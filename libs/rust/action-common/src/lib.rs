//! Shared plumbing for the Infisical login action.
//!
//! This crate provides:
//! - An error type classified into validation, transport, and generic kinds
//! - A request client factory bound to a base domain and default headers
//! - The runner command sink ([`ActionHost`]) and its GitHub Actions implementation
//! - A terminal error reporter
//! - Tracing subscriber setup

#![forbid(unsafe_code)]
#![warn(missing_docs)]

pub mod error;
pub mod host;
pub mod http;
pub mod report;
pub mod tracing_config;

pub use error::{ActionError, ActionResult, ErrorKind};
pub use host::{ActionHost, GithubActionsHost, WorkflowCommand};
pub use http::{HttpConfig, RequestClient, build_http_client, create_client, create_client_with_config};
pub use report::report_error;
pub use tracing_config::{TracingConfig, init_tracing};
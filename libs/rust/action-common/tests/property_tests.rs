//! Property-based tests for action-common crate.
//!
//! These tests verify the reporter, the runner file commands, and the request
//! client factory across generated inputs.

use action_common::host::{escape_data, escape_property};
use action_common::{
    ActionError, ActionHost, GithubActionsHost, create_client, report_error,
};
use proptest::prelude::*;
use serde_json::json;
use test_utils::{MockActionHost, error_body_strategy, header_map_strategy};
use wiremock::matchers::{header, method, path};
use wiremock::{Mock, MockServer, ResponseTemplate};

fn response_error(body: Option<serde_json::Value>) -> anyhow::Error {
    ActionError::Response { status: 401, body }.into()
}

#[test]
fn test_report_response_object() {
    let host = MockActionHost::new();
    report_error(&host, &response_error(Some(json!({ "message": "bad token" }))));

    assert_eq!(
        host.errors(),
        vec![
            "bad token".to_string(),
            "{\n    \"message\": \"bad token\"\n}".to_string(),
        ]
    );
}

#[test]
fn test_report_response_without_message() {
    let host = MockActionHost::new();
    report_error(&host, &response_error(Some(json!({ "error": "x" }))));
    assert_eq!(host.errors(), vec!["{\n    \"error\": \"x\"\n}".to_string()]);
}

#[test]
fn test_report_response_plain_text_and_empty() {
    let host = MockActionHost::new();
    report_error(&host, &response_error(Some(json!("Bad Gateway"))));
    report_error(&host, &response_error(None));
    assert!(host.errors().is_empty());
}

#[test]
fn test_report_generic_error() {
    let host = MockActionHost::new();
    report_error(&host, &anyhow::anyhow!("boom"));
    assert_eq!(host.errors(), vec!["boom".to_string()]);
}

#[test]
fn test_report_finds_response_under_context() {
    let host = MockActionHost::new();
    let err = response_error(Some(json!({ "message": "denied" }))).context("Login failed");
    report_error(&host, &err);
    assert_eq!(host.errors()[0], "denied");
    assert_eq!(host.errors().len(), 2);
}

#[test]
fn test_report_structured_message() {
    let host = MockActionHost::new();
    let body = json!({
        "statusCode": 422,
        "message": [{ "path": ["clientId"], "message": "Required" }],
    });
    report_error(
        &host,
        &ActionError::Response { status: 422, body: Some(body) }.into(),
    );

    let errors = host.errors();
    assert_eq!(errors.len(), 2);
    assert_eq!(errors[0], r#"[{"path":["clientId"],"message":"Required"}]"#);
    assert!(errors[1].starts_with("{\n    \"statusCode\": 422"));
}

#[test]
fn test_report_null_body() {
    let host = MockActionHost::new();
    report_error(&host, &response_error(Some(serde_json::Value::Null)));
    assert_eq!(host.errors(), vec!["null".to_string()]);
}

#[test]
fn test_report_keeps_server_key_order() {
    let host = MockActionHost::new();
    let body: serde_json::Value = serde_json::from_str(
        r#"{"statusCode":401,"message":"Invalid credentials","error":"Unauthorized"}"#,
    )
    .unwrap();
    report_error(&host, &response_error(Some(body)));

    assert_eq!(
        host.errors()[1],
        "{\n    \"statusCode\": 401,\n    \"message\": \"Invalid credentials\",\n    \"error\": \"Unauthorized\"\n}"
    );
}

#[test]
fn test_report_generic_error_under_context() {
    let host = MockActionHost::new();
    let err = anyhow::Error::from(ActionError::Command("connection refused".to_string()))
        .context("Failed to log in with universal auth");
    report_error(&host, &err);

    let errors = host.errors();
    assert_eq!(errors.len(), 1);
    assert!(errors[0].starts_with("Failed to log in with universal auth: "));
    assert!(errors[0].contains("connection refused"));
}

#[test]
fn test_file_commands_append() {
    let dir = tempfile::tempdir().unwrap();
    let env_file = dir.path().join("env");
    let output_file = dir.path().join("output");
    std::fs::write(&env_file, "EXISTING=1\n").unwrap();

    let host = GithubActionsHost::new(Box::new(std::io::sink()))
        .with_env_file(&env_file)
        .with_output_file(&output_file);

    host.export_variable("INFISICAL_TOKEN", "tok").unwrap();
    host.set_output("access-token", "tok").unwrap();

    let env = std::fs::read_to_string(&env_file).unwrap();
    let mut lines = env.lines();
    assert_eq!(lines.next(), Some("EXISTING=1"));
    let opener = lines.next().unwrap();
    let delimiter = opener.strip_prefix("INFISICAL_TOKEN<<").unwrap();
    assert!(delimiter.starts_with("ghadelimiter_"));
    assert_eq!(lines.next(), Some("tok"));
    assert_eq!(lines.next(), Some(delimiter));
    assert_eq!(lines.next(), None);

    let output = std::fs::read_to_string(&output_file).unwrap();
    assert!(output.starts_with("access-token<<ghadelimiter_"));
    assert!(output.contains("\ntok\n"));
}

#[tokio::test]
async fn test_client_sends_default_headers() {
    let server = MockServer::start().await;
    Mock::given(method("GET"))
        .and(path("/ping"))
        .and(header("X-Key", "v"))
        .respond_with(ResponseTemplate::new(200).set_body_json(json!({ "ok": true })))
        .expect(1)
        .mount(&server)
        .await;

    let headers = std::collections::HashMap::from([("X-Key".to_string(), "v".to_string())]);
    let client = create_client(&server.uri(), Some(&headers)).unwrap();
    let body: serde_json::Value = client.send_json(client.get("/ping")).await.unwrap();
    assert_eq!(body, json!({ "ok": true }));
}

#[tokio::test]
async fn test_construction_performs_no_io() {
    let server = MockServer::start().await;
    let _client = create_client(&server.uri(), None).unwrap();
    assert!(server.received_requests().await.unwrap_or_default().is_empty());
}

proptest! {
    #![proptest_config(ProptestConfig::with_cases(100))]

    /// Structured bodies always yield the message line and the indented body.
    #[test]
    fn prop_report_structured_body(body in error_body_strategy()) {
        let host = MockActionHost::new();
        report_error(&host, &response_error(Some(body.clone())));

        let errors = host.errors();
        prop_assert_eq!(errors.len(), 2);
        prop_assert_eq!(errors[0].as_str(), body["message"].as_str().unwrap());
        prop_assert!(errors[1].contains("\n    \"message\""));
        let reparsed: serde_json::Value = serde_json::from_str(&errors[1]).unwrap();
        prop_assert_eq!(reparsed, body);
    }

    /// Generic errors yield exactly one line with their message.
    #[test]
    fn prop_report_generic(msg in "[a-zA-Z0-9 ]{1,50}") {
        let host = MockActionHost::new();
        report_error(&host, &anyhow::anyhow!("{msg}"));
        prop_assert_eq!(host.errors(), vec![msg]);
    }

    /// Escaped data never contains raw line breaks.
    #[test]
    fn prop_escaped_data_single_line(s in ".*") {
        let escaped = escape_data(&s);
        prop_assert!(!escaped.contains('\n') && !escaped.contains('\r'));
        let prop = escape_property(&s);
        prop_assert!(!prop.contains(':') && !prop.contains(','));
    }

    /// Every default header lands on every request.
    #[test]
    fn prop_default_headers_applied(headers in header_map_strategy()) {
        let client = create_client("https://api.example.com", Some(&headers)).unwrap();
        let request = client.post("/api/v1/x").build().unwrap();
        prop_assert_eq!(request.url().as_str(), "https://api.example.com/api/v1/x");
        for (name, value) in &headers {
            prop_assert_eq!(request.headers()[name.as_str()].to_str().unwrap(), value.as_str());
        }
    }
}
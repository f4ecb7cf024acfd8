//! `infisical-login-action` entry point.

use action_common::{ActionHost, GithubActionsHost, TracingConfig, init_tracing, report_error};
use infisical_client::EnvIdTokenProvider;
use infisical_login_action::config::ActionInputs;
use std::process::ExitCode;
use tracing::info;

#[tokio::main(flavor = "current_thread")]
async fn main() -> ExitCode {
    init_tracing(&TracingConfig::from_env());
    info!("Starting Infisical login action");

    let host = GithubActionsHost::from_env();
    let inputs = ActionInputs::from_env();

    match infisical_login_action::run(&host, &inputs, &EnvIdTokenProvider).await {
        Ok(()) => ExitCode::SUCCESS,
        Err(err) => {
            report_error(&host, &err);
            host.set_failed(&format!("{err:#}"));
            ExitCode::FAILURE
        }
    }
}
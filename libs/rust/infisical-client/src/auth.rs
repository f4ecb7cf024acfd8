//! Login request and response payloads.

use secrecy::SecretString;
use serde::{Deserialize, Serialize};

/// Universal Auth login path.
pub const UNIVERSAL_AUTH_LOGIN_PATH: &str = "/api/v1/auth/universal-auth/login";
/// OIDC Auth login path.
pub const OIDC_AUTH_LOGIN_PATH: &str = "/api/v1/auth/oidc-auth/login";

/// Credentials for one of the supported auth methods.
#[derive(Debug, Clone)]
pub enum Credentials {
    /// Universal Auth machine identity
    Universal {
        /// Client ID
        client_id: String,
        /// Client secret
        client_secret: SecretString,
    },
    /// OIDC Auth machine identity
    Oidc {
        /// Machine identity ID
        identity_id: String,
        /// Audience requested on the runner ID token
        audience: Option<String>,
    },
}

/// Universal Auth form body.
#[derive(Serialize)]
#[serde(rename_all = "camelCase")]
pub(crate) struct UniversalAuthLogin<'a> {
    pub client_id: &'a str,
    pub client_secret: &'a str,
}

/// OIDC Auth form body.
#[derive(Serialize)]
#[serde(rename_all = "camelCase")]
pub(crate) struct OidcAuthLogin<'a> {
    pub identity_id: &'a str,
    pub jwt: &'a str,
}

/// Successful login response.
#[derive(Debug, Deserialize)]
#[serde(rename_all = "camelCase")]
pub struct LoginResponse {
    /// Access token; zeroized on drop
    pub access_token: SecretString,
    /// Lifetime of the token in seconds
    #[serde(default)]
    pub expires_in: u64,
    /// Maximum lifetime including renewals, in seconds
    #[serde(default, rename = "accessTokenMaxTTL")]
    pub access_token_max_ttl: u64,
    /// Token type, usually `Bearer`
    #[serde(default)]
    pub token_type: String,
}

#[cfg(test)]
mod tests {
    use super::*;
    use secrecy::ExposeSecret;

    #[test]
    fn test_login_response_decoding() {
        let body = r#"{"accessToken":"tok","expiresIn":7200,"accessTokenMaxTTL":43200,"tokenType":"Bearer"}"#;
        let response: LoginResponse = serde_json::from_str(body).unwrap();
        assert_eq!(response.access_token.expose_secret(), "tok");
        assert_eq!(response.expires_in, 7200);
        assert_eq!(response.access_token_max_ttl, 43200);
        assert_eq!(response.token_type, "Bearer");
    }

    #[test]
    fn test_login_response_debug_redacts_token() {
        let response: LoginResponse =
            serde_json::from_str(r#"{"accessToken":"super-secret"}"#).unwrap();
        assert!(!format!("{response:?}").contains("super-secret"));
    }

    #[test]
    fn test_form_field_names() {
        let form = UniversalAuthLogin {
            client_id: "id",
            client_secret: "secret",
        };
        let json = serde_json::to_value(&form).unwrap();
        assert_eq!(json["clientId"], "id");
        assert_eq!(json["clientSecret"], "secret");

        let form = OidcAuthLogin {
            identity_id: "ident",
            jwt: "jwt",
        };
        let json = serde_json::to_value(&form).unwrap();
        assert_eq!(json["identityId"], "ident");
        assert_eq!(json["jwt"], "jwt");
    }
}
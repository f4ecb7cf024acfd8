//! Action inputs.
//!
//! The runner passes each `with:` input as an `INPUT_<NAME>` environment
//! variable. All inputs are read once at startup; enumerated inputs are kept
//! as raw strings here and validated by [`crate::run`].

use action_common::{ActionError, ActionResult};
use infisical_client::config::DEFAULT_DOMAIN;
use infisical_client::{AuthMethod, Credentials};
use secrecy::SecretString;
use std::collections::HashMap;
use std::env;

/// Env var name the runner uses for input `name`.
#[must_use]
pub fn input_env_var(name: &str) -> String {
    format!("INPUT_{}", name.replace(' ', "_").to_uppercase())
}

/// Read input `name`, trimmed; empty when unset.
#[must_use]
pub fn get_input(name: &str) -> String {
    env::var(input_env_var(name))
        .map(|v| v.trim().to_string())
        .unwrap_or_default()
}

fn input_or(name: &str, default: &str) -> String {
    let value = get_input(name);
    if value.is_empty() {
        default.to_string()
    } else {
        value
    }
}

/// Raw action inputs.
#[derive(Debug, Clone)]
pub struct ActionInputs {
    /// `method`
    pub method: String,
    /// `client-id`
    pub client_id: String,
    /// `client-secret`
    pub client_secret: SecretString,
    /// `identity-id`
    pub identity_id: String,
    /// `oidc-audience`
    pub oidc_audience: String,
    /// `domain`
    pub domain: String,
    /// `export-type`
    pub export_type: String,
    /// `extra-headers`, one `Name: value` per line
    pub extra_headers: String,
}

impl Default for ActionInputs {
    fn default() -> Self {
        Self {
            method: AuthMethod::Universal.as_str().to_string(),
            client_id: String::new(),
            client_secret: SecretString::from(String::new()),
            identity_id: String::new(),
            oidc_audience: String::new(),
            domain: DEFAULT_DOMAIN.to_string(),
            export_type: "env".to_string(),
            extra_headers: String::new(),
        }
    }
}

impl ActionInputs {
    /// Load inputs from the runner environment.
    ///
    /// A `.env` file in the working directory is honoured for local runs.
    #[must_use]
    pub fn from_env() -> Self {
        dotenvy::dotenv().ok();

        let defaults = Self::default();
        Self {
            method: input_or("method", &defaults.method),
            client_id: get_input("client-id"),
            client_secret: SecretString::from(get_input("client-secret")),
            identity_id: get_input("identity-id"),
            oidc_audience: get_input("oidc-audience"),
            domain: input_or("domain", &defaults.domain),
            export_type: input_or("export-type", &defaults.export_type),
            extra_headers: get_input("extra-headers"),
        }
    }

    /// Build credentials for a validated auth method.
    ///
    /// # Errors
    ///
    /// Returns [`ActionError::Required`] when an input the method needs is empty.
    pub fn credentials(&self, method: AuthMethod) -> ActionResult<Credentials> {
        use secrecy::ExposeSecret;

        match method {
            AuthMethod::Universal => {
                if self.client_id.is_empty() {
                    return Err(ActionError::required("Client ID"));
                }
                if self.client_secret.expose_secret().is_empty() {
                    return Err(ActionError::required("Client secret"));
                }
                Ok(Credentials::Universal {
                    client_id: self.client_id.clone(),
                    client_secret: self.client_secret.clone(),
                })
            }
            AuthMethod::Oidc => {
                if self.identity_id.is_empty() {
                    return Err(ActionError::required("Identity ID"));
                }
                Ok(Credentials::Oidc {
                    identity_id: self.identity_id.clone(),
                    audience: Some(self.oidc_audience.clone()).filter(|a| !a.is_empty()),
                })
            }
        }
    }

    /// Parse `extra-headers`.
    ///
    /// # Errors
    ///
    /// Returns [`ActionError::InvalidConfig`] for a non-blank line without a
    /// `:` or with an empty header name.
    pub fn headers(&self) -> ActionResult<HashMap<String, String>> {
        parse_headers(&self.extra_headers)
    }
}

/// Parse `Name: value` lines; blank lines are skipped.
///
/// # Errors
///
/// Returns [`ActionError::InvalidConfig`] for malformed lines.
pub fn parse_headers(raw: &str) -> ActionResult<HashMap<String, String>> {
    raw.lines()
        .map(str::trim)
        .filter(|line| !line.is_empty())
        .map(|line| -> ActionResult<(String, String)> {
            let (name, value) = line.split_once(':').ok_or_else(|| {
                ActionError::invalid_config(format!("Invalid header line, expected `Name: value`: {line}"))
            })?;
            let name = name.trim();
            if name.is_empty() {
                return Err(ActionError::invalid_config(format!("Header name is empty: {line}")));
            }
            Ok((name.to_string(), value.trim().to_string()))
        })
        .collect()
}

◆ Exercise goal
Lines holding "SecretString": count them across the data and reply with the number alone.

◆ Output of the task
7